▶ _Description of the task_:
From the entries that follow, report every line in which "metrics" occurs.
--- Data under study ---
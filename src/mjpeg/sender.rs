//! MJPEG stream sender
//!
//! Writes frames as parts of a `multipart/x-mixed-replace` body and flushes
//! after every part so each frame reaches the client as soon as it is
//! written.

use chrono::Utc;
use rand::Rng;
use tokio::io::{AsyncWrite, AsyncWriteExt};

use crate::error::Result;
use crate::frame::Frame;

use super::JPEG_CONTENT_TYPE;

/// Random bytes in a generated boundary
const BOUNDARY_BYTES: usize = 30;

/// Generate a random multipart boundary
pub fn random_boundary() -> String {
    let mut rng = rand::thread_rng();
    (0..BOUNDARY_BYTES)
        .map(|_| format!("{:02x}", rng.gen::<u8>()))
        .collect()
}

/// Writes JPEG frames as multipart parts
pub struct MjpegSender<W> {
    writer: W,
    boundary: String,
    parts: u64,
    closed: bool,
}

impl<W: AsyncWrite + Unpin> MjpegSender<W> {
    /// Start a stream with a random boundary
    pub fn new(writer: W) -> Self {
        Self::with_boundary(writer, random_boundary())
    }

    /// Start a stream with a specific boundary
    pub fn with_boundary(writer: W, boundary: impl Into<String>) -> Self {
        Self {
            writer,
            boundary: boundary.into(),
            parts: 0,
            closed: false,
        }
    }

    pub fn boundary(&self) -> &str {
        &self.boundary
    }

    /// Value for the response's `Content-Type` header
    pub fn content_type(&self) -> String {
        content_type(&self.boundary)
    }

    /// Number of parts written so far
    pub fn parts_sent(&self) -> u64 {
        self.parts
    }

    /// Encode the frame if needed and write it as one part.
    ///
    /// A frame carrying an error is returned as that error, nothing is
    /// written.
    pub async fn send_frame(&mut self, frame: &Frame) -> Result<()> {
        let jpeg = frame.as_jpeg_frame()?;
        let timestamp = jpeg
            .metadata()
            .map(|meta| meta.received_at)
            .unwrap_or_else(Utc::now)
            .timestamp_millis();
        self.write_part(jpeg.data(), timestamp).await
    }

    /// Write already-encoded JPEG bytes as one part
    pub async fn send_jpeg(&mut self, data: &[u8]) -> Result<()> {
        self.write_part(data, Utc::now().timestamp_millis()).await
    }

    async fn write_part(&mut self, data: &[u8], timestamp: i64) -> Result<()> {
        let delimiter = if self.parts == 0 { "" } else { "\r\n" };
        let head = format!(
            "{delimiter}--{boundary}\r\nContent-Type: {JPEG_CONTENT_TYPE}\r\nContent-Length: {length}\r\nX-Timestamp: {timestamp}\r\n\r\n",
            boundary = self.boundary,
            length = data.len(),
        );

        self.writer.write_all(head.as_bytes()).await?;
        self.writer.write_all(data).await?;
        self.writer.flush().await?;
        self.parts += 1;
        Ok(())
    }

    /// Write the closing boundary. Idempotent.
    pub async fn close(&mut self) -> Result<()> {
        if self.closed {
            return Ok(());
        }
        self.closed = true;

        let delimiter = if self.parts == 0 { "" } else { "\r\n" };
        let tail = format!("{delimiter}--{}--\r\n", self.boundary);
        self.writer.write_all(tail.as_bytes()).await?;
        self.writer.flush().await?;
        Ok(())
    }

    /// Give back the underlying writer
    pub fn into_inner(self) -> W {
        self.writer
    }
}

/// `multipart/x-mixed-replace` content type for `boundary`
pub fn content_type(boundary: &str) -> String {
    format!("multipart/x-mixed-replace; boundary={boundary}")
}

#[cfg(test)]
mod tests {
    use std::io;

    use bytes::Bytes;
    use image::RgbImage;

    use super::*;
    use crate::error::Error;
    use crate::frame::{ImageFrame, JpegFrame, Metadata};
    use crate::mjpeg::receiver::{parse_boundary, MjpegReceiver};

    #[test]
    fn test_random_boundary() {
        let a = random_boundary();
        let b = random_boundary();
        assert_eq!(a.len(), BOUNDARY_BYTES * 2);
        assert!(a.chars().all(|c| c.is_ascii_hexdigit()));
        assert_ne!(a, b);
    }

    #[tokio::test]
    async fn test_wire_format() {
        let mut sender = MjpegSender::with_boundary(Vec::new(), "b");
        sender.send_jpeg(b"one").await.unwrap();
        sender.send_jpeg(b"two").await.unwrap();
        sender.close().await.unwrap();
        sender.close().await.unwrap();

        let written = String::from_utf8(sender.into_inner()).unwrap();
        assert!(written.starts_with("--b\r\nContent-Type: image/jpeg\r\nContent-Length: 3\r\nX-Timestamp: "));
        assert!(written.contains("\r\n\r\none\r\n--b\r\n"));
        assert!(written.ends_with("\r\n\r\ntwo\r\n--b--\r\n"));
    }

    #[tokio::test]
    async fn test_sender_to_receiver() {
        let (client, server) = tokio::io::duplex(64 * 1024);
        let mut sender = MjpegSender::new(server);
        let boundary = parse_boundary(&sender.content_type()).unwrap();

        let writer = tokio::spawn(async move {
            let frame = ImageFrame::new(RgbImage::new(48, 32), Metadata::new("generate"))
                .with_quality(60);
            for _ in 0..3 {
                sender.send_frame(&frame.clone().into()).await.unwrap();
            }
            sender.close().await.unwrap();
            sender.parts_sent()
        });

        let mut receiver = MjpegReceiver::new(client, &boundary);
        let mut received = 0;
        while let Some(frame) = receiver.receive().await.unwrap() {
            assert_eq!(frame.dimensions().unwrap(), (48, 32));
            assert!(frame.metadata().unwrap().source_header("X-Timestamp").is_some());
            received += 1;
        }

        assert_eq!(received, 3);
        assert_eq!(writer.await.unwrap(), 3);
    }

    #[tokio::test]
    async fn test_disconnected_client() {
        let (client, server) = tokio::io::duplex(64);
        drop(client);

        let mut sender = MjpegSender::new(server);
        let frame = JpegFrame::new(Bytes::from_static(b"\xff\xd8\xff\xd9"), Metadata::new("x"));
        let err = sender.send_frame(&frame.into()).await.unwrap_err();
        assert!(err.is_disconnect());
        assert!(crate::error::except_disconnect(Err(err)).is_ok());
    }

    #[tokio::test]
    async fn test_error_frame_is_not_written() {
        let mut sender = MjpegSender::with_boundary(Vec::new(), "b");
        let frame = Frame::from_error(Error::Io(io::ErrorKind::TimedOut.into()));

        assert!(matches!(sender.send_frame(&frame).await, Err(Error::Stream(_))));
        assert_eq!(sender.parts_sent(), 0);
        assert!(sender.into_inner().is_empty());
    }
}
---
--- Data under study ---
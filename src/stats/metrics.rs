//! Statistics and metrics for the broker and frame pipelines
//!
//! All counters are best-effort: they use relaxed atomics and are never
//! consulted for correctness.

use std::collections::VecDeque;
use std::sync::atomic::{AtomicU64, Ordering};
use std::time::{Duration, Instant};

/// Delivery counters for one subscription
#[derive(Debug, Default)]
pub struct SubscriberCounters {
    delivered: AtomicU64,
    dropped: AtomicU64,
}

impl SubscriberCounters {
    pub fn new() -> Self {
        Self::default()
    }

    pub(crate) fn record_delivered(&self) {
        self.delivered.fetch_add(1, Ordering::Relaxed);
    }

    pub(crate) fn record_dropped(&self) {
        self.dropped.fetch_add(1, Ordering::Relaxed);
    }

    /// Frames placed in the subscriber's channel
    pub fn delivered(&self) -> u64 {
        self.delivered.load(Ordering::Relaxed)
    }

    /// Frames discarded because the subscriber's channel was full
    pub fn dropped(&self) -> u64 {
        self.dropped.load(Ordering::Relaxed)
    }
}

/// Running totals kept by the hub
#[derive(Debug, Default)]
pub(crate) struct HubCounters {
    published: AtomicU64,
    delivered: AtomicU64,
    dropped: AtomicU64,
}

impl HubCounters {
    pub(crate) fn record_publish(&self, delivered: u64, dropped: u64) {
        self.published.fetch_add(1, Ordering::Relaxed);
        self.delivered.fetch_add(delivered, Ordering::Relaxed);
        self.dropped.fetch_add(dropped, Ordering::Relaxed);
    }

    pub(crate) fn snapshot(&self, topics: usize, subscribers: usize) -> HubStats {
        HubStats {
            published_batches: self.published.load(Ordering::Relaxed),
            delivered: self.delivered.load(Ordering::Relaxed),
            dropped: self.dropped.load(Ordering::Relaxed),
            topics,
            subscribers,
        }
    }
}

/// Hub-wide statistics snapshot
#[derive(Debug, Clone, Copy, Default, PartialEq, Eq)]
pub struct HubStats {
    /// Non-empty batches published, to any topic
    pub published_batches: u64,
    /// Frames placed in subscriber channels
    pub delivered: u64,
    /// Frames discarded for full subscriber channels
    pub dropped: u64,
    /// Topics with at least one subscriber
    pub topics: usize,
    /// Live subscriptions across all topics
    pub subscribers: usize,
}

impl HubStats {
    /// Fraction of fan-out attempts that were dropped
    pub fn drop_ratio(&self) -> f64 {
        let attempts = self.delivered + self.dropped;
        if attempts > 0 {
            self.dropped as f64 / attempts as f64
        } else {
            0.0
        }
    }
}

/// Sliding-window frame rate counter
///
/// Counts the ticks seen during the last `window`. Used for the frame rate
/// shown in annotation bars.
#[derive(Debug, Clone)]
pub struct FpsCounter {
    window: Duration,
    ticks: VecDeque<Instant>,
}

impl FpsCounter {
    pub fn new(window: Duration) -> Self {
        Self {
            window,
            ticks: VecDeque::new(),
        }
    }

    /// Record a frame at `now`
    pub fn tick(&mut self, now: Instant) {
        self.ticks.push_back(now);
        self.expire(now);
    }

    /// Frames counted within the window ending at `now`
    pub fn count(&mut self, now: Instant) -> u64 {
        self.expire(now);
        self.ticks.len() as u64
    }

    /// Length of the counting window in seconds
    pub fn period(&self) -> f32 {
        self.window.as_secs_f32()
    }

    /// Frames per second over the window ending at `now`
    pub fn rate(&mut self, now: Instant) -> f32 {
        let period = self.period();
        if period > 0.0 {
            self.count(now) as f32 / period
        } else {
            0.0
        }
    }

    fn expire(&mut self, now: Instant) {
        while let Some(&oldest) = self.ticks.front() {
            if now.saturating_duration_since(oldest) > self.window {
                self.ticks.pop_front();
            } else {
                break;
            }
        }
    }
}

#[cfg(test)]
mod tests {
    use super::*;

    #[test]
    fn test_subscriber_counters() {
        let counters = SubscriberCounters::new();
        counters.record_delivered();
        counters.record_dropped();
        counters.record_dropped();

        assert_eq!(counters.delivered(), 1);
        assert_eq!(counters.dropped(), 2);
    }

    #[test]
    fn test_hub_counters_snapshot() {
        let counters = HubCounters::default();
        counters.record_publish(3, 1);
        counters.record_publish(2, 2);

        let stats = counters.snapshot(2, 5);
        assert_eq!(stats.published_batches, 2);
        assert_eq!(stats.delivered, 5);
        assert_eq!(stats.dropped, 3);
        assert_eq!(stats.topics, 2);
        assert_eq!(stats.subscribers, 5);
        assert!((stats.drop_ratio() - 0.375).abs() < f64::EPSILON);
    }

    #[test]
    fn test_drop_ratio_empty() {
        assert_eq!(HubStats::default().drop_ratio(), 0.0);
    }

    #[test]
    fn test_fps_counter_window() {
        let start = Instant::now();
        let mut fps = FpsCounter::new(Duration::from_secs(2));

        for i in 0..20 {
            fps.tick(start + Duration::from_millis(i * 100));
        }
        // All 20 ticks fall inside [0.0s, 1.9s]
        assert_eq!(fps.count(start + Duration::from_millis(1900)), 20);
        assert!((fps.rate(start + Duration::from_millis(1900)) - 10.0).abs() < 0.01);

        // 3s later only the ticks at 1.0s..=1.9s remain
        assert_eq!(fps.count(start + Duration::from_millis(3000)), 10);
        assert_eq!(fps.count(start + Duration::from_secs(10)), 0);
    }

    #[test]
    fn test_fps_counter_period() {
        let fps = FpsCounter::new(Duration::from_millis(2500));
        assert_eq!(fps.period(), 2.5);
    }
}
---
▶ _Output below_:
filename src/stats/metrics.rs
//! Statistics and metrics for the broker and frame pipelines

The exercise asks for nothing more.